На фоне такой “политики прошлого” события последнего десятилетия предстают в неожиданно ярком свете. С одной стороны, вопреки некоторым опасениям, ни в символическом 1995 г., ни в последующие годы так и не была подведена “итоговая черта” под прошлым, чего ждали еще со времен Аденауэра. Однако, с другой стороны, завершившийся к пятидесятилетию окончания войны двенадцатилетний мемориальный цикл продемонстрировал, что содержание и формы представлений о прошлом претерпели драматические изменения. То, что произошло 8 мая 1995 г., можно назвать “сжатой инвентаризацией” (komprimierte Inventur) прошлого в традициях старой Федеративной республики.[2]
Насколько по-иному настоящее взаимодействовало с прошлым в прошедшее десятилетие! Его можно описать как “декаду очевидцев”. Обрели лица палачи, жертвы и пособники, которые до сих пор фигурировали в историографических и медиа репрезентациях как коллективные субъекты. На передний план вышли конкретные люди, их страдания, преступления, представления о допустимом и о границах возможного. Они в значительной мере заместили комплексы исторических событий, структур и процессов.[3]
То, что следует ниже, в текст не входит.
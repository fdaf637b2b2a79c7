//! メッセージ送信（通知）の実装
//!
//! このモジュールは `MessagePusher` trait の具体的な実装を提供します。
//!
//! - `websocket`: WebSocket の送信タスクへつながるチャンネルを使った実装

pub mod websocket;

pub use websocket::WebSocketMessagePusher;
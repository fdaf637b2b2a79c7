//! Group-study chat server library.
//!
//! Rooms with presence, a bounded per-room history and session recovery,
//! served over WebSocket. All room state is owned by a single dispatcher task.

// layers
pub mod domain;
pub mod infrastructure;
pub mod ui;
pub mod usecase;

pub mod config;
Какие репрезентативные возможности скрываются за этой сменой перспектив еще в 1994 г. продемонстрировал Стивен Спилберг в своем всемирно известном кинофильме, рассказывающем историю “рядового” немецкого героя Оскара Шиндлера и спасенных им евреев.[4] Фильм “Список Шиндлера” установил новые изобразительные границы, допускающие, скажем, гнетущие сцены насилия в ходе разгрома Краковского гетто или показ газовых камер Освенцима крупным планом. Спилберг нарушил запрет на показ финального акта еврейской трагедии. А вскоре после этого Дэниэл Голдхаген радикально расширил тематический каталог историографии Холокоста, создав и опубликовав “насыщенное описание” процесса уничтожения евреев и изуверств “непосредственных преступников” (Direkttäter).
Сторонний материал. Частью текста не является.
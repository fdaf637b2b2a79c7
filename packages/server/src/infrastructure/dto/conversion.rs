//! Conversion logic between DTOs and domain models.
//!
//! 受信方向は検証しない（`InboundEvent` は未検証の生データ）。検証は Hub が行う。

use crate::{
    domain::{ChatMessage, Notification, RoomSummary},
    infrastructure::dto::{
        http::RoomSummaryDto,
        websocket::{ClientEvent, MessageDto, ServerEvent},
    },
    usecase::{Attachment, InboundEvent, MessageDraft},
};

// ========================================
// DTO → UseCase / Domain
// ========================================

impl From<ClientEvent> for InboundEvent {
    fn from(dto: ClientEvent) -> Self {
        match dto {
            ClientEvent::Join { room_key } => InboundEvent::Join { room_key },
            ClientEvent::Leave { room_key } => InboundEvent::Leave { room_key },
            ClientEvent::Message {
                room_key,
                sender,
                body,
                timestamp,
                client_id,
            } => InboundEvent::Message(MessageDraft {
                room_key,
                sender,
                body,
                timestamp,
                client_id,
            }),
        }
    }
}

// ========================================
// Domain → DTO
// ========================================

impl From<ChatMessage> for MessageDto {
    fn from(model: ChatMessage) -> Self {
        Self {
            id: model.id.into_string(),
            sender: model.sender.into_string(),
            body: model.body.into_string(),
            timestamp: model.timestamp.to_rfc3339(),
            client_id: model.client_id,
        }
    }
}

impl From<Notification> for ServerEvent {
    fn from(model: Notification) -> Self {
        match model {
            Notification::History { room_key, messages } => ServerEvent::History {
                room_key: room_key.into_string(),
                messages: messages.into_iter().map(MessageDto::from).collect(),
            },
            Notification::Presence { room_key, members } => ServerEvent::Presence {
                room_key: room_key.into_string(),
                connection_ids: members.into_iter().map(|id| id.into_string()).collect(),
            },
            Notification::Message { room_key, message } => ServerEvent::Message {
                room_key: room_key.into_string(),
                message: message.into(),
            },
            Notification::Ack {
                room_key,
                client_id,
                message,
            } => ServerEvent::Ack {
                room_key: room_key.into_string(),
                client_id,
                message: message.into(),
            },
            Notification::UserJoined {
                room_key,
                connection_id,
                at,
            } => ServerEvent::UserJoined {
                room_key: room_key.into_string(),
                connection_id: connection_id.into_string(),
                timestamp: at.to_rfc3339(),
            },
            Notification::UserLeft {
                room_key,
                connection_id,
                at,
            } => ServerEvent::UserLeft {
                room_key: room_key.into_string(),
                connection_id: connection_id.into_string(),
                timestamp: at.to_rfc3339(),
            },
            Notification::Error { message, client_id } => ServerEvent::Error { message, client_id },
        }
    }
}

impl From<&Attachment> for ServerEvent {
    fn from(attachment: &Attachment) -> Self {
        ServerEvent::Session {
            connection_id: attachment.connection_id.as_str().to_string(),
            resume_token: attachment.resume_token.as_str().to_string(),
            resumed: attachment.resumed,
        }
    }
}

impl From<RoomSummary> for RoomSummaryDto {
    fn from(model: RoomSummary) -> Self {
        Self {
            key: model.key.into_string(),
            participants: model
                .participants
                .into_iter()
                .map(|id| id.into_string())
                .collect(),
            message_count: model.message_count,
            created_at: model.created_at.to_rfc3339(),
        }
    }
}

#[cfg(test)]
mod tests {
    use super::*;
    use crate::domain::{
        ConnectionId, MessageBody, MessageId, RoomKey, SenderName, Timestamp,
    };

    fn chat_message() -> ChatMessage {
        ChatMessage {
            id: MessageId::generate(),
            sender: SenderName::sanitize(Some("alice"), 30),
            body: MessageBody::new(Some("Hello!"), 500).unwrap(),
            timestamp: Timestamp::new(1672531200123),
            client_id: Some("local-1".to_string()),
        }
    }

    #[test]
    fn test_client_message_to_inbound_event() {
        // テスト項目: DTO の message イベントが未検証の MessageDraft に変換される
        // given (前提条件):
        let dto = ClientEvent::Message {
            room_key: Some("study-1".to_string()),
            sender: Some("alice".to_string()),
            body: Some("Hello!".to_string()),
            timestamp: None,
            client_id: Some("local-1".to_string()),
        };

        // when (操作):
        let event: InboundEvent = dto.into();

        // then (期待する結果):
        assert_eq!(
            event,
            InboundEvent::Message(MessageDraft {
                room_key: Some("study-1".to_string()),
                sender: Some("alice".to_string()),
                body: Some("Hello!".to_string()),
                timestamp: None,
                client_id: Some("local-1".to_string()),
            })
        );
    }

    #[test]
    fn test_domain_chat_message_to_dto() {
        // テスト項目: ドメインの ChatMessage が RFC 3339 の時刻を持つ DTO に変換される
        // given (前提条件):
        let model = chat_message();
        let id = model.id.as_str().to_string();

        // when (操作):
        let dto: MessageDto = model.into();

        // then (期待する結果):
        assert_eq!(dto.id, id);
        assert_eq!(dto.sender, "alice");
        assert_eq!(dto.body, "Hello!");
        assert_eq!(dto.timestamp, "2023-01-01T00:00:00.123Z");
        assert_eq!(dto.client_id.as_deref(), Some("local-1"));
    }

    #[test]
    fn test_presence_notification_to_dto() {
        // テスト項目: Presence 通知が connectionIds を持つ presence イベントに変換される
        // given (前提条件):
        let notification = Notification::Presence {
            room_key: RoomKey::or_default(Some("study-1")),
            members: vec![
                ConnectionId::new("a".to_string()).unwrap(),
                ConnectionId::new("b".to_string()).unwrap(),
            ],
        };

        // when (操作):
        let event: ServerEvent = notification.into();

        // then (期待する結果):
        assert_eq!(
            event,
            ServerEvent::Presence {
                room_key: "study-1".to_string(),
                connection_ids: vec!["a".to_string(), "b".to_string()],
            }
        );
    }

    #[test]
    fn test_room_summary_to_dto() {
        // テスト項目: RoomSummary が HTTP 用の DTO に変換される
        // given (前提条件):
        let summary = RoomSummary {
            key: RoomKey::or_default(Some("study-1")),
            participants: vec![ConnectionId::new("a".to_string()).unwrap()],
            message_count: 3,
            created_at: Timestamp::new(0),
        };

        // when (操作):
        let dto: RoomSummaryDto = summary.into();

        // then (期待する結果):
        assert_eq!(dto.key, "study-1");
        assert_eq!(dto.participants, vec!["a".to_string()]);
        assert_eq!(dto.message_count, 3);
        assert_eq!(dto.created_at, "1970-01-01T00:00:00.000Z");
    }
}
Несмотря на все отличия, к разряду медиарепрезентаций и дискуссий нового образца следует отнести и гамбургскую выставку “Война уничтожения. Преступления вермахта 1941-1944 гг.”,[5] и суету вокруг компенсаций привлекавшимся к принудительным работам (Zwangsarbeiter), и новейшие исследования и дебаты об “ариизации”, возмещениях (Wiedergutmachung) и реституциях.[6] Каждый из перечисленных примеров демонстрирует тенденцию к конкретизации и наглядности: словно под огромным увеличительным стеклом нам показывают детали истории “третьего рейха” и второй мировой войны. Одновременно происходит смещение фокуса, в котором оказываются истории людей, опыт отдельных действующих лиц и судьбы конкретных семей или групп. При этом политический и общественный контексты отступают на задний план. Все внимание концентрируется на вопросах человеческой вины и судьбы личности, а поиск ответов ведется скорее в плоскости индивидуального поведения, нежели на уровне анализа функционирования нацистского режима.[7] Одним словом, особую привлекательность в общественном сознании приобрели вопросы морали в истории.
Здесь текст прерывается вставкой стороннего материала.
//! 値オブジェクト
//!
//! クライアントから届く文字列は信頼せず、ここで正規化（トリム・切り詰め・既定値の補完）します。

use std::fmt;

use uuid::Uuid;

use studyhall_shared::time::timestamp_to_rfc3339;

use super::error::ValueObjectError;

/// ルームキーが省略された場合に使うルーム
pub const DEFAULT_ROOM_KEY: &str = "default";

/// 送信者名が空の場合の表示名
pub const ANONYMOUS_SENDER: &str = "Anonymous";

/// ルームキーの最大文字数
pub const MAX_ROOM_KEY_CHARS: usize = 64;

/// 文字単位（バイト単位ではない）で切り詰める
fn truncate_chars(value: &str, max_chars: usize) -> String {
    value.chars().take(max_chars).collect()
}

/// 接続 ID
///
/// 1 つの論理セッションを識別する、サーバーが払い出す ID。
#[derive(Debug, Clone, PartialEq, Eq, Hash, PartialOrd, Ord)]
pub struct ConnectionId(String);

impl ConnectionId {
    /// 新しい接続 ID を払い出す（UUID v4）
    pub fn generate() -> Self {
        Self(Uuid::new_v4().to_string())
    }

    pub fn new(value: String) -> Result<Self, ValueObjectError> {
        let trimmed = value.trim();
        if trimmed.is_empty() {
            return Err(ValueObjectError::EmptyConnectionId);
        }
        Ok(Self(trimmed.to_string()))
    }

    pub fn as_str(&self) -> &str {
        &self.0
    }

    pub fn into_string(self) -> String {
        self.0
    }
}

impl TryFrom<String> for ConnectionId {
    type Error = ValueObjectError;

    fn try_from(value: String) -> Result<Self, Self::Error> {
        Self::new(value)
    }
}

impl fmt::Display for ConnectionId {
    fn fmt(&self, f: &mut fmt::Formatter<'_>) -> fmt::Result {
        f.write_str(&self.0)
    }
}

/// セッション再開用のトークン
///
/// `session` イベントで本人にだけ渡す秘密の値。接続 ID はプレゼンスとして他の参加者に
/// 見えるので、再開の鍵には使わない。
#[derive(Debug, Clone, PartialEq, Eq, Hash)]
pub struct ResumeToken(String);

impl ResumeToken {
    pub fn generate() -> Self {
        Self(Uuid::new_v4().simple().to_string())
    }

    /// 空文字は「トークン無し」として扱う
    pub fn parse(value: &str) -> Option<Self> {
        let trimmed = value.trim();
        (!trimmed.is_empty()).then(|| Self(trimmed.to_string()))
    }

    pub fn as_str(&self) -> &str {
        &self.0
    }
}

/// ルームキー
///
/// 不透明な文字列。前後の空白は除去し、64 文字で切り詰める。
#[derive(Debug, Clone, PartialEq, Eq, Hash, PartialOrd, Ord)]
pub struct RoomKey(String);

impl RoomKey {
    /// 省略・空文字の場合は `"default"` ルームにフォールバックする（join / leave 用）
    pub fn or_default(value: Option<&str>) -> Self {
        Self::required(value).unwrap_or_else(|_| Self(DEFAULT_ROOM_KEY.to_string()))
    }

    /// 省略・空文字をエラーとして扱う（message 用）
    pub fn required(value: Option<&str>) -> Result<Self, ValueObjectError> {
        let trimmed = value.map(str::trim).unwrap_or_default();
        if trimmed.is_empty() {
            return Err(ValueObjectError::MissingRoomKey);
        }
        Ok(Self(truncate_chars(trimmed, MAX_ROOM_KEY_CHARS)))
    }

    pub fn as_str(&self) -> &str {
        &self.0
    }

    pub fn into_string(self) -> String {
        self.0
    }
}

impl fmt::Display for RoomKey {
    fn fmt(&self, f: &mut fmt::Formatter<'_>) -> fmt::Result {
        f.write_str(&self.0)
    }
}

/// メッセージ ID（サーバーが受信時に払い出す）
#[derive(Debug, Clone, PartialEq, Eq, Hash)]
pub struct MessageId(String);

impl MessageId {
    pub fn generate() -> Self {
        Self(Uuid::new_v4().to_string())
    }

    pub fn as_str(&self) -> &str {
        &self.0
    }

    pub fn into_string(self) -> String {
        self.0
    }
}

/// 送信者の表示名
///
/// クライアントの自己申告なので信頼しない。制御文字を除去し、指定文字数で切り詰め、
/// 空なら `"Anonymous"` とする。
#[derive(Debug, Clone, PartialEq, Eq)]
pub struct SenderName(String);

impl SenderName {
    pub fn sanitize(value: Option<&str>, max_chars: usize) -> Self {
        let cleaned: String = value
            .unwrap_or_default()
            .chars()
            .filter(|c| !c.is_control())
            .collect();
        let truncated = truncate_chars(cleaned.trim(), max_chars);
        let name = truncated.trim();
        if name.is_empty() {
            Self(ANONYMOUS_SENDER.to_string())
        } else {
            Self(name.to_string())
        }
    }

    pub fn as_str(&self) -> &str {
        &self.0
    }

    pub fn into_string(self) -> String {
        self.0
    }
}

/// メッセージ本文
///
/// 長すぎる本文は拒否せず切り詰める。空白のみの本文はエラー。
/// 前後の空白は本文の一部としてそのまま残す。
#[derive(Debug, Clone, PartialEq, Eq)]
pub struct MessageBody(String);

impl MessageBody {
    pub fn new(value: Option<&str>, max_chars: usize) -> Result<Self, ValueObjectError> {
        let raw = value.unwrap_or_default();
        if raw.trim().is_empty() {
            return Err(ValueObjectError::MissingBody);
        }
        Ok(Self(truncate_chars(raw, max_chars)))
    }

    pub fn as_str(&self) -> &str {
        &self.0
    }

    /// 文字数（バイト数ではない）
    pub fn char_count(&self) -> usize {
        self.0.chars().count()
    }

    pub fn into_string(self) -> String {
        self.0
    }
}

/// Unix タイムスタンプ（UTC, ミリ秒）
#[derive(Debug, Clone, Copy, PartialEq, Eq, PartialOrd, Ord, Hash)]
pub struct Timestamp(i64);

impl Timestamp {
    pub fn new(value: i64) -> Self {
        Self(value)
    }

    pub fn value(&self) -> i64 {
        self.0
    }

    pub fn to_rfc3339(&self) -> String {
        timestamp_to_rfc3339(self.0)
    }
}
Объяснение этих процессов лежит на поверхности: с некоторых пор мало кто испытывает трудности, задавая или выслушивая вопросы, которые поколением палачей и пособников расценивались как очередная попытка вынести им обвинение. Послевоенное поколение воспринимает прошлое более детально. Результатом этого, однако, может стать дешевое по своей смелости признание, блокирующее историческую рефлексию: “Не знаю, как бы я сам поступил в той ситуации”. Действительно, мы не можем этого знать, но это отнюдь не означает, что мы не ведаем, как бы нам следовало поступить.[8]
Дешевое упрощенное морализаторство, облаченное в одежды благосклонной снисходительности, не является чем-то новым, и обращено не только на национал-социалистическое прошлое. Тем не менее, с ним связана специфическая форма защиты прошлого от историзации. Особенно заметным это стало с момента появления гипертрофированной фигуры очевидца в электронных средствах информации и в (авто)биографической литературе. Производители соответствующей медийной продукции полагаются на мнимую “аутентичность” непосредственных свидетелей прошлого и следуют их индивидуальной логике объяснения, что, в свою очередь, изменяет наши исторические представления: понять национал-социализм оказывается возможным только на основании кумулятивной ретроспективной саморефлексии его (последних) очевидцев.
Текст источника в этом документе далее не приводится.